Physiologiquement, l'alcool a une action dépressive et anesthésique ; dans une stade d'intoxication avancée, les effets sont similaires à ceux provoqués par une lobotomie frontale.

(La lobotomie est une opération chirurgicale du cerveau qui consiste en une section ou une altération de la substance blanche d’un lobe cérébral


Elle est désormais interdite dans de nombreux pays et n'est plus considérée comme une bonne pratique dans la médecine actuelle).











Les effets psychotropes


L'alcool est un produit dont les effets varient en fonction de la quantité absorbée et de son mode de consommation.

 Prise aiguë : C'est l'excès d'alcool. La prise excessive d'alcool a des répercussions immédiates tant sur le plan psychique que physique.

Prise chronique : C'est le fait de ne pas pouvoir se passer d'alcool au quotidien ce qui signe la dépendance physique et psychique.


En prise aiguë pour de faibles doses, l'alcool a d'abord un effet euphorisant et désinhibiteur avec une phase d'excitation psychomotrice accompagnée parfois de comportements agressifs. Lorsque les doses augmentent, apparait une phase d'incoordination et d'instabilité psychomotrice pour conduire. A forte dose, il provoque l'endormissement de l'individu, voir le coma (coma éthylique).
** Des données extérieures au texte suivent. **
use lazy_static::lazy_static;
use scraper::{ElementRef, Selector};

use super::parser::{element_text, parse_price, parse_volume};
use super::{ScrapedRow, TableKind};

lazy_static! {
    static ref TABLE: Selector = Selector::parse("table").unwrap();
    static ref ROW: Selector = Selector::parse("tr").unwrap();
    static ref DATA_CELL: Selector = Selector::parse("td").unwrap();
    // On this page genuine header labels are wrapped in <p>
    static ref HEADER_MARKER: Selector = Selector::parse("p").unwrap();
}

const VOLUME_OFFERED_HEADER: &str = "Volume Offered";

/// Located result tables; either may be missing.
#[derive(Debug, Clone, Copy)]
pub struct ResultTables<'a> {
    pub regional: Option<ElementRef<'a>>,
    pub technology: Option<ElementRef<'a>>,
}

pub fn locate_tables<'a>(section: &ElementRef<'a>) -> ResultTables<'a> {
    ResultTables {
        regional: find_regional_table(section),
        technology: find_technology_table(section),
    }
}

/// First table with a `<p>`-wrapped "Region" header.
pub fn find_regional_table<'a>(section: &ElementRef<'a>) -> Option<ElementRef<'a>> {
    section
        .select(&TABLE)
        .find(|table| has_marked_text(table, TableKind::Regional.header_label()))
}

/// First table with a plain "Technology" cell and no `<p>`-wrapped one.
pub fn find_technology_table<'a>(section: &ElementRef<'a>) -> Option<ElementRef<'a>> {
    let label = TableKind::Technology.header_label();

    section.select(&TABLE).find(|table| {
        let plain_cell = table
            .select(&DATA_CELL)
            .any(|cell| element_text(&cell).contains(label));
        plain_cell && !has_marked_text(table, label)
    })
}

fn has_marked_text(element: &ElementRef<'_>, label: &str) -> bool {
    element
        .select(&HEADER_MARKER)
        .any(|marker| element_text(&marker).contains(label))
}

/// Convert a table's data rows into records.
///
/// Restated header rows are skipped. A row needs at least four cells, a
/// label, two volumes and a price; anything short of that is dropped and
/// logged without affecting the other rows.
pub fn extract_rows(table: &ElementRef<'_>, kind: TableKind) -> Vec<ScrapedRow> {
    let candidates: Vec<ElementRef<'_>> = table
        .select(&ROW)
        .filter(|row| row.select(&DATA_CELL).next().is_some())
        .filter(|row| !is_header_row(row, kind))
        .collect();

    tracing::info!("Found {} {} data rows", candidates.len(), kind.as_str());

    let mut rows = Vec::with_capacity(candidates.len());
    for row in candidates {
        match parse_row(&row) {
            Ok(parsed) => {
                tracing::debug!(
                    "Parsed {} row: {} - {} MWh at €{}/MWh",
                    kind.as_str(),
                    parsed.label,
                    parsed.volume_allocated,
                    parsed.weighted_avg_price
                );
                rows.push(parsed);
            }
            Err(reason) => {
                tracing::debug!(
                    "Skipping {} row '{}': {}",
                    kind.as_str(),
                    element_text(&row),
                    reason
                );
            }
        }
    }

    rows
}

fn is_header_row(row: &ElementRef<'_>, kind: TableKind) -> bool {
    row.select(&DATA_CELL).any(|cell| {
        let text = element_text(&cell);
        text.contains(kind.header_label()) || text.contains(VOLUME_OFFERED_HEADER)
    })
}

fn parse_row(row: &ElementRef<'_>) -> Result<ScrapedRow, &'static str> {
    let cells: Vec<String> = row.select(&DATA_CELL).map(|cell| cell_text(&cell)).collect();
    if cells.len() < 4 {
        return Err("fewer than 4 cells");
    }

    let label = cells[0].clone();
    if label.is_empty() {
        return Err("empty label");
    }

    let volume_offered = parse_volume(&cells[1]).ok_or("unparseable volume offered")?;
    let volume_allocated = parse_volume(&cells[2]).ok_or("unparseable volume allocated")?;
    let weighted_avg_price = parse_price(&cells[3]).ok_or("unparseable price")?;

    Ok(ScrapedRow {
        label,
        volume_offered,
        volume_allocated,
        weighted_avg_price,
    })
}

/// Cell text, taken from a nested `<p>` when there is one.
fn cell_text(cell: &ElementRef<'_>) -> String {
    match cell.select(&HEADER_MARKER).next() {
        Some(inner) => element_text(&inner),
        None => element_text(cell),
    }
}

#[cfg(test)]
mod tests {
    use super::*;
    use rust_decimal_macros::dec;
    use scraper::Html;

    const SECTION: &str = r#"
        <div id="results">
          <table id="other"><tr><td>Calendar</td><td>Dates</td></tr></table>
          <table id="regional">
            <caption><p>Technology breakdown follows below</p></caption>
            <tr><td><p>Region</p></td><td><p>Volume Offered</p></td><td><p>Volume Allocated</p></td><td><p>Price</p></td></tr>
            <tr><td><p>Grand Est</p></td><td><p>236.995</p></td><td><p>200.000</p></td><td><p>€ 0,50</p></td></tr>
            <tr><td>Occitanie</td><td>1.943.184</td><td>1.000.000</td><td>€ 0.49</td></tr>
          </table>
          <table id="technology">
            <tr><td>Technology</td><td>Volume Offered</td><td>Volume Allocated</td><td>Price</td></tr>
            <tr><td>Hydro</td><td>12.000</td><td>11.500</td><td>€ 0,52</td></tr>
            <tr><td>Wind</td><td>9.000</td><td>n/a</td><td>€ 0,40</td></tr>
            <tr><td>Solar</td><td>7.000</td><td>7.000</td></tr>
            <tr><td>  </td><td>1.000</td><td>1.000</td><td>€ 0,30</td></tr>
            <tr><td>Biomass</td><td>3.000</td><td>2.000</td><td>0,30</td></tr>
          </table>
        </div>"#;

    fn with_section<R>(f: impl FnOnce(ElementRef<'_>) -> R) -> R {
        let html = Html::parse_document(SECTION);
        let selector = Selector::parse("div#results").unwrap();
        let section = html.select(&selector).next().unwrap();
        f(section)
    }

    #[test]
    fn test_locate_tables_by_content() {
        with_section(|section| {
            let tables = locate_tables(&section);
            assert_eq!(tables.regional.unwrap().value().attr("id"), Some("regional"));
            assert_eq!(tables.technology.unwrap().value().attr("id"), Some("technology"));
        });
    }

    #[test]
    fn test_technology_table_ignores_marked_mentions() {
        let html = Html::parse_document(
            r#"<div><table id="t"><tr><td><p>Technology</p></td></tr></table></div>"#,
        );
        let selector = Selector::parse("div").unwrap();
        let section = html.select(&selector).next().unwrap();
        assert!(find_technology_table(&section).is_none());
        assert!(find_regional_table(&section).is_none());
    }

    #[test]
    fn test_regional_rows() {
        with_section(|section| {
            let table = find_regional_table(&section).unwrap();
            let rows = extract_rows(&table, TableKind::Regional);

            assert_eq!(
                rows,
                vec![
                    ScrapedRow {
                        label: "Grand Est".to_string(),
                        volume_offered: 236995,
                        volume_allocated: 200000,
                        weighted_avg_price: dec!(0.50),
                    },
                    ScrapedRow {
                        label: "Occitanie".to_string(),
                        volume_offered: 1943184,
                        volume_allocated: 1000000,
                        weighted_avg_price: dec!(0.49),
                    },
                ]
            );
        });
    }

    #[test]
    fn test_malformed_rows_are_dropped() {
        with_section(|section| {
            let table = find_technology_table(&section).unwrap();
            let rows = extract_rows(&table, TableKind::Technology);

            // Wind: bad volume, Solar: 3 cells, blank label, Biomass: no currency
            assert_eq!(rows.len(), 1);
            assert_eq!(rows[0].label, "Hydro");
            assert_eq!(rows[0].volume_offered, 12000);
            assert_eq!(rows[0].volume_allocated, 11500);
            assert_eq!(rows[0].weighted_avg_price, dec!(0.52));
        });
    }

    #[test]
    fn test_table_without_valid_rows_is_empty() {
        let html = Html::parse_document(
            r#"<table><tr><td>Technology</td><td>Volume Offered</td></tr><tr><td>x</td></tr></table>"#,
        );
        let selector = Selector::parse("table").unwrap();
        let table = html.select(&selector).next().unwrap();
        assert!(extract_rows(&table, TableKind::Technology).is_empty());
    }
}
La prise chronique d'alcool entraines des dommages organiques tels que les maladies du foie, du système nerveux, du pancréas, des cancers... Et des dommages psychiques (anxiété, dépression...) et socio - familiaux : l'individu peut se montrer agressif, violent, peut perdre toute motivation, se retrouver au chômage...



Les effets et l'action de l'ethanol sur le système nerveux central 


L'alcool agit sur toutes les cellules du cerveau (les neurones) en altérant leurs membranes par dissolution des graisses qui les constituent  (phospholipides). Leur fonctionnement s'en trouve donc modifié.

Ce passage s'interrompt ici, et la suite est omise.